Years ago I wrote a song called "Scared Sentimental" in defense of my own songs from my own criticism. I would pour heartfelt words into a simple melody and come up with something that wasn't nearly as edgy as the songstresses of the day like Sinnead O'Conner, PJ Harvey or even Melissa Etheridge. In the moment of writing the songs they would have an almost unbearable intensity, but a few days, weeks or even months down the road I would need a new frontier, the words that flowed so completely from heart now feeling and sounding trite, cliche' and to my great distress...sappy.
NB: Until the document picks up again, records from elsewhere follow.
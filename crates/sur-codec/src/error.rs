//! Error types for SUR encoding and decoding.

use std::fmt;

/// Errors that can occur while decoding or encoding SUR data.
#[derive(Debug, Clone, PartialEq, Eq)]
pub enum SurError {
    /// Fewer bytes were available than a field or section declares.
    ///
    /// Fatal: the stream cannot be resynchronized past this point.
    TruncatedStream { expected: usize, actual: usize },
    /// An offset, tag, or count is structurally inconsistent.
    ///
    /// Fatal for the part being decoded; the collection loader may still
    /// continue with the remaining parts when the enclosing section length
    /// is known.
    CorruptFormat {
        context: &'static str,
        detail: String,
    },
    /// The stream does not start with a recognized container tag.
    UnsupportedTag { tag: u32 },
    /// An in-memory tree exceeds a fixed-width field of the format.
    ///
    /// Reported before any bytes for the offending entity are written,
    /// rather than silently truncating bits.
    FormatLimitExceeded {
        context: &'static str,
        value: i64,
        max: i64,
    },
}

impl SurError {
    /// Whether the collection loader can discard the current part and keep
    /// reading the remaining ones.
    ///
    /// The part reader only surfaces these variants once it has positioned
    /// the cursor at the start of the next part record.
    #[must_use]
    pub fn is_recoverable(&self) -> bool {
        matches!(self, Self::CorruptFormat { .. } | Self::FormatLimitExceeded { .. })
    }
}

impl fmt::Display for SurError {
    fn fmt(&self, f: &mut fmt::Formatter<'_>) -> fmt::Result {
        match self {
            Self::TruncatedStream { expected, actual } => {
                write!(
                    f,
                    "truncated stream: expected {expected} bytes, got {actual}"
                )
            }
            Self::CorruptFormat { context, detail } => {
                write!(f, "corrupt surface format in {context}: {detail}")
            }
            Self::UnsupportedTag { tag } => {
                let b = tag.to_le_bytes();
                write!(
                    f,
                    "unsupported container tag {:02x}{:02x}{:02x}{:02x}",
                    b[0], b[1], b[2], b[3]
                )
            }
            Self::FormatLimitExceeded { context, value, max } => {
                write!(f, "format limit exceeded in {context}: {value} > {max}")
            }
        }
    }
}

impl std::error::Error for SurError {}

/// Result type for SUR codec operations.
pub type SurResult<T> = Result<T, SurError>;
And so my relationships with my songs can be uneasy. They come to me, we fall in love, I try to capture them so I can share them and then I move on like a fickle lover to the next melody and repeat the pattern...each time a little more in love than the last. Every once in a while, I'll come back to an old one and play it again and remember how I felt when I first found it lingering on the strings of my guitar, and this time the lyric or melody reveals a little more than I noticed the first time we met and I fall in love again... until another melody comes along. When other people like my songs I feel cruel, I say or think "Oh they're really not that great! I wish I could write songs like..." and then the songs feel rejected and I feel a little wounded too.
It was Max van Manen who said something about the difference between trees and people being the roots and the feet. The minute people try to plant themselves somewhere they see where else they still need to go while trees remain rooted where they are existing by reaching high and pushing their roots deep into the earth around them. So maybe the songs are like trees, complete with leaves, roots and sap. I move through life leaving a trail of (sap)lings behind me so I can always find my way back to the moment when I fell in love with...I've been lucky to be in love with so much.
When I think of my songs as saplings, suddenly something else is revealed...the sap! So what then is a "sappy song" when we know that the sap is the lifeblood of the tree? It protects the wounds, it transports nutrients and in the case of maple syrup...produces something so sweet that our plain every day wheat based staple pancakes are fit for royalty. Perhaps there is something very sweet about writing a sappy song.
So don't let a moment skirt around and pass by you
That you don't share a smile with the one who is beside you
Oh mother, father, sister, brother, my friend, my lover...I'm here!
I've been scared sentimental by visions of hallways
Where love waits beyond all the unopened doorways
And I wait, afraid to knock in case they all disappear.